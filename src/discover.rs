//! Discovery of video files to process.

use std::path::{Path, PathBuf};

use walkdir::WalkDir;

use crate::error::SheetError;

/// File extensions treated as video, lower case without the dot.
pub const VIDEO_EXTENSIONS: &[&str] = &[
    "avi", "divx", "flv", "m4v", "mkv", "mov", "mp4", "mpg", "wmv",
];

/// Whether `path` carries a recognized video extension (case-insensitive).
pub fn has_video_extension(path: &Path) -> bool {
    path.extension()
        .and_then(|extension| extension.to_str())
        .map(|extension| {
            let lowered = extension.to_ascii_lowercase();
            VIDEO_EXTENSIONS.contains(&lowered.as_str())
        })
        .unwrap_or(false)
}

/// Collect the video files under `path` in deterministic name order.
///
/// A single file is returned as-is when it has a video extension, otherwise
/// the result is empty. A directory is scanned one level deep, or fully when
/// `recursive` is set; symlinks are not followed.
///
/// # Errors
///
/// Returns [`SheetError::Config`] when `path` is neither a file nor a
/// directory, and [`SheetError::Io`] when the directory walk fails.
pub fn discover(path: &Path, recursive: bool) -> Result<Vec<PathBuf>, SheetError> {
    if path.is_file() {
        if has_video_extension(path) {
            return Ok(vec![path.to_path_buf()]);
        }
        log::warn!(
            "{} does not have a recognized video extension, skipping",
            path.display()
        );
        return Ok(Vec::new());
    }

    if !path.is_dir() {
        return Err(SheetError::Config {
            reason: format!("{} is neither a file nor a directory", path.display()),
        });
    }

    let max_depth = if recursive { usize::MAX } else { 1 };
    let mut files = Vec::new();
    for entry in WalkDir::new(path)
        .follow_links(false)
        .max_depth(max_depth)
        .sort_by_file_name()
    {
        let entry = entry.map_err(|error| {
            std::io::Error::other(format!("directory walk failed: {error}"))
        })?;
        if entry.file_type().is_file() && has_video_extension(entry.path()) {
            files.push(entry.into_path());
        }
    }

    log::debug!("Discovered {} video file(s) under {}", files.len(), path.display());

    Ok(files)
}
//! Video probing and frame decoding.
//!
//! [`VideoFile`] opens a media file with FFmpeg, extracts and caches
//! [`VideoMetadata`] once, and decodes single frames at requested timestamps
//! as [`image::RgbImage`] values. Each decode creates a fresh decoder, seeks
//! to the nearest keyframe before the target, and decodes forward; the
//! decoder is dropped when the call returns.

use std::{
    fs,
    path::{Path, PathBuf},
};

use ffmpeg_next::{
    Rational,
    codec::context::Context as CodecContext,
    format::{Pixel, context::Input},
    frame::Video as VideoFrame,
    media::Type,
    software::scaling::{Context as ScalingContext, Flags as ScalingFlags},
};
use image::RgbImage;

use crate::error::SheetError;

/// Facts about the best audio stream, used for the header's audio line.
#[derive(Debug, Clone)]
pub struct AudioInfo {
    /// Codec name (e.g. `"aac"`, `"mp3"`).
    pub codec: String,
    /// Sample rate in hertz.
    pub sample_rate: u32,
    /// Number of audio channels.
    pub channels: u16,
}

/// Probed metadata for one video file.
///
/// Extracted once when the file is opened and immutable afterwards.
#[derive(Debug, Clone)]
pub struct VideoMetadata {
    /// Path of the probed file.
    pub path: PathBuf,
    /// Total duration in seconds.
    pub duration_seconds: f64,
    /// Stored frame width in pixels (before rotation correction).
    pub width: u32,
    /// Stored frame height in pixels (before rotation correction).
    pub height: u32,
    /// Display rotation in degrees, normalized to 0, 90, 180 or 270.
    pub rotation_degrees: u32,
    /// Container format name (e.g. `"mov,mp4,m4a,3gp,3g2,mj2"`).
    pub container_format: String,
    /// Video codec name (e.g. `"h264"`).
    pub codec: String,
    /// Overall bit rate in kilobits per second, zero when unknown.
    pub bit_rate_kbps: u64,
    /// Frames per second, zero when unknown.
    pub frame_rate: f64,
    /// File size in bytes.
    pub file_size_bytes: u64,
    /// Best audio stream facts, if the file has audio.
    pub audio: Option<AudioInfo>,
}

impl VideoMetadata {
    /// Dimensions after applying the display rotation.
    pub fn corrected_dimensions(&self) -> (u32, u32) {
        match self.rotation_degrees {
            90 | 270 => (self.height, self.width),
            _ => (self.width, self.height),
        }
    }

    /// Rotation-corrected width/height ratio.
    pub fn corrected_aspect(&self) -> f64 {
        let (width, height) = self.corrected_dimensions();
        f64::from(width) / f64::from(height)
    }
}

/// An opened video file: cached metadata plus frame decoding.
pub struct VideoFile {
    input: Input,
    metadata: VideoMetadata,
    stream_index: usize,
}

impl VideoFile {
    /// Open a video file and probe its metadata.
    ///
    /// Initializes FFmpeg (idempotent), opens the file, locates the best
    /// video stream, and caches duration, dimensions, rotation, codec and
    /// rate facts.
    ///
    /// # Errors
    ///
    /// Returns [`SheetError::Probe`] if the file cannot be opened or read,
    /// and [`SheetError::NoVideoStream`] if it holds no video stream.
    pub fn open<P: AsRef<Path>>(path: P) -> Result<Self, SheetError> {
        let path = path.as_ref().to_path_buf();

        log::debug!("Probing media file: {}", path.display());

        ffmpeg_next::init().map_err(|error| SheetError::Probe {
            path: path.clone(),
            reason: format!("FFmpeg initialisation failed: {error}"),
        })?;

        let input = ffmpeg_next::format::input(&path).map_err(|error| SheetError::Probe {
            path: path.clone(),
            reason: error.to_string(),
        })?;

        let stream = input
            .streams()
            .best(Type::Video)
            .ok_or_else(|| SheetError::NoVideoStream { path: path.clone() })?;
        let stream_index = stream.index();

        let rotation_degrees = stream
            .metadata()
            .get("rotate")
            .and_then(|value| value.parse::<i32>().ok())
            .map(normalize_rotation)
            .unwrap_or(0);

        let decoder_context =
            CodecContext::from_parameters(stream.parameters()).map_err(|error| {
                SheetError::Probe {
                    path: path.clone(),
                    reason: format!("Failed to read video codec parameters: {error}"),
                }
            })?;
        let decoder = decoder_context
            .decoder()
            .video()
            .map_err(|error| SheetError::Probe {
                path: path.clone(),
                reason: format!("Failed to create video decoder: {error}"),
            })?;

        let width = decoder.width();
        let height = decoder.height();
        if width == 0 || height == 0 {
            return Err(SheetError::Probe {
                path,
                reason: format!("video stream reports degenerate dimensions {width}x{height}"),
            });
        }

        let codec = decoder
            .codec()
            .map(|codec| codec.name().to_string())
            .unwrap_or_else(|| "unknown".to_string());

        // Prefer the stream's average frame rate; fall back to the nominal rate.
        let frame_rate = {
            let average = stream.avg_frame_rate();
            if average.denominator() != 0 && average.numerator() != 0 {
                f64::from(average.numerator()) / f64::from(average.denominator())
            } else {
                let nominal = stream.rate();
                if nominal.denominator() != 0 {
                    f64::from(nominal.numerator()) / f64::from(nominal.denominator())
                } else {
                    0.0
                }
            }
        };

        let duration_microseconds = input.duration();
        let duration_seconds = if duration_microseconds > 0 {
            duration_microseconds as f64 / 1_000_000.0
        } else {
            0.0
        };

        let bit_rate_kbps = {
            let bits_per_second = input.bit_rate();
            if bits_per_second > 0 {
                ((bits_per_second as f64) / 1000.0).round() as u64
            } else {
                0
            }
        };

        let container_format = input.format().name().to_string();

        let file_size_bytes = fs::metadata(&path)
            .map_err(|error| SheetError::Probe {
                path: path.clone(),
                reason: format!("Failed to read file size: {error}"),
            })?
            .len();

        let audio = probe_audio(&input);

        let metadata = VideoMetadata {
            path: path.clone(),
            duration_seconds,
            width,
            height,
            rotation_degrees,
            container_format,
            codec,
            bit_rate_kbps,
            frame_rate,
            file_size_bytes,
            audio,
        };

        log::debug!(
            "Probed {}: {}x{} rot={} {:.2}s {:.2}fps codec={} container={}",
            path.display(),
            metadata.width,
            metadata.height,
            metadata.rotation_degrees,
            metadata.duration_seconds,
            metadata.frame_rate,
            metadata.codec,
            metadata.container_format,
        );

        Ok(Self {
            input,
            metadata,
            stream_index,
        })
    }

    /// The metadata probed at open time.
    pub fn metadata(&self) -> &VideoMetadata {
        &self.metadata
    }

    /// Decode the frame displayed at `timestamp` seconds.
    ///
    /// Seeks to the nearest keyframe before the target and decodes forward
    /// until the target instant is reached, then converts the frame to an
    /// RGB8 image at the stream's stored dimensions.
    ///
    /// # Errors
    ///
    /// Returns [`SheetError::Decode`] when seeking or decoding fails, or the
    /// stream ends before the target instant.
    pub fn frame_at(&mut self, timestamp: f64) -> Result<RgbImage, SheetError> {
        let decode_error = |reason: String| SheetError::Decode { timestamp, reason };

        let (time_base, mut decoder) = {
            let stream = self
                .input
                .stream(self.stream_index)
                .ok_or_else(|| decode_error("video stream disappeared".to_string()))?;
            let time_base = stream.time_base();
            let decoder = CodecContext::from_parameters(stream.parameters())
                .map_err(|error| decode_error(error.to_string()))?
                .decoder()
                .video()
                .map_err(|error| decode_error(error.to_string()))?;
            (time_base, decoder)
        };

        let mut scaler = ScalingContext::get(
            decoder.format(),
            decoder.width(),
            decoder.height(),
            Pixel::RGB24,
            decoder.width(),
            decoder.height(),
            ScalingFlags::BILINEAR,
        )
        .map_err(|error| decode_error(error.to_string()))?;

        // Accept the first frame within half a frame interval of the target
        // so rounding in the container's time base cannot skip past it.
        let tolerance = if self.metadata.frame_rate > 0.0 {
            0.5 / self.metadata.frame_rate
        } else {
            0.0
        };
        let target_seconds = timestamp - tolerance;

        let target_ts = seconds_to_stream_timestamp(timestamp, time_base);
        self.input
            .seek(target_ts, ..target_ts)
            .map_err(|error| decode_error(format!("seek failed: {error}")))?;

        let width = self.metadata.width;
        let height = self.metadata.height;
        let mut decoded = VideoFrame::empty();
        let mut rgb_frame = VideoFrame::empty();

        for (stream, packet) in self.input.packets() {
            if stream.index() != self.stream_index {
                continue;
            }

            decoder
                .send_packet(&packet)
                .map_err(|error| decode_error(error.to_string()))?;

            while decoder.receive_frame(&mut decoded).is_ok() {
                let seconds = pts_to_seconds(decoded.pts().unwrap_or(0), time_base);
                if seconds >= target_seconds {
                    scaler
                        .run(&decoded, &mut rgb_frame)
                        .map_err(|error| decode_error(error.to_string()))?;
                    return rgb_frame_to_image(&rgb_frame, width, height)
                        .ok_or_else(|| decode_error("decoded frame has no pixel data".into()));
                }
            }
        }

        // Flush the decoder for trailing frames.
        decoder
            .send_eof()
            .map_err(|error| decode_error(error.to_string()))?;
        while decoder.receive_frame(&mut decoded).is_ok() {
            let seconds = pts_to_seconds(decoded.pts().unwrap_or(0), time_base);
            if seconds >= target_seconds {
                scaler
                    .run(&decoded, &mut rgb_frame)
                    .map_err(|error| decode_error(error.to_string()))?;
                return rgb_frame_to_image(&rgb_frame, width, height)
                    .ok_or_else(|| decode_error("decoded frame has no pixel data".into()));
            }
        }

        Err(decode_error(
            "stream ended before the requested instant".to_string(),
        ))
    }
}

fn probe_audio(input: &Input) -> Option<AudioInfo> {
    let stream = input.streams().best(Type::Audio)?;
    let decoder = CodecContext::from_parameters(stream.parameters())
        .ok()?
        .decoder()
        .audio()
        .ok()?;

    let codec = decoder
        .codec()
        .map(|codec| codec.name().to_string())
        .unwrap_or_else(|| "unknown".to_string());

    Some(AudioInfo {
        codec,
        sample_rate: decoder.rate(),
        channels: decoder.channels(),
    })
}

fn normalize_rotation(degrees: i32) -> u32 {
    match degrees.rem_euclid(360) {
        90 => 90,
        180 => 180,
        270 => 270,
        _ => 0,
    }
}

/// Convert seconds to a timestamp in the stream's time base.
fn seconds_to_stream_timestamp(seconds: f64, time_base: Rational) -> i64 {
    let numerator = f64::from(time_base.numerator());
    let denominator = f64::from(time_base.denominator());
    (seconds * denominator / numerator) as i64
}

/// Rescale a PTS value from the stream time base to seconds.
fn pts_to_seconds(pts: i64, time_base: Rational) -> f64 {
    pts as f64 * f64::from(time_base.numerator()) / f64::from(time_base.denominator())
}

/// Convert a scaled RGB24 frame into a tightly-packed [`RgbImage`].
///
/// FFmpeg frames frequently carry per-row padding (stride > width × 3);
/// the padding is stripped row by row when present.
fn rgb_frame_to_image(rgb_frame: &VideoFrame, width: u32, height: u32) -> Option<RgbImage> {
    let stride = rgb_frame.stride(0);
    let row_bytes = (width as usize) * 3;
    let data = rgb_frame.data(0);

    let buffer = if stride == row_bytes {
        data[..row_bytes * (height as usize)].to_vec()
    } else {
        let mut buffer = Vec::with_capacity(row_bytes * (height as usize));
        for row in 0..(height as usize) {
            let start = row * stride;
            buffer.extend_from_slice(&data[start..start + row_bytes]);
        }
        buffer
    };

    RgbImage::from_raw(width, height, buffer)
}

-.-.-

- TASK DETAILS -
Your response should contain each line of the entries above that holds the string "start".

- THE COMPLETED TASK -
            let start = row * stride;
            buffer.extend_from_slice(&data[start..start + row_bytes]);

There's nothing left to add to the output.